§ **Records for the exercise**:
········

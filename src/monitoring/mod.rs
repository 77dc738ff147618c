// Copyright (c) 2026 Groupledger
// Licensed under the Apache License, Version 2.0 (the "License");
// you may not use this file except in compliance with the License.
// You may obtain a copy of the License at
//     http://www.apache.org/licenses/LICENSE-2.0
// Unless required by applicable law or agreed to in writing, software
// distributed under the License is distributed on an "AS IS" BASIS,
// WITHOUT WARRANTIES OR CONDITIONS OF ANY KIND, either express or implied.
// See the License for the specific language governing permissions and
// limitations under the License.

#![forbid(unsafe_code)]
#![allow(missing_docs)]

//! Observability: structured logging and Prometheus metrics.

pub mod logging;
pub mod metrics;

········

§ **Work order**:
For the entries above, transcribe precisely the lines from the one with "and Prometheus metrics." through the end, including both.

§ **Task answer**:
//! Observability: structured logging and Prometheus metrics.

pub mod logging;
pub mod metrics;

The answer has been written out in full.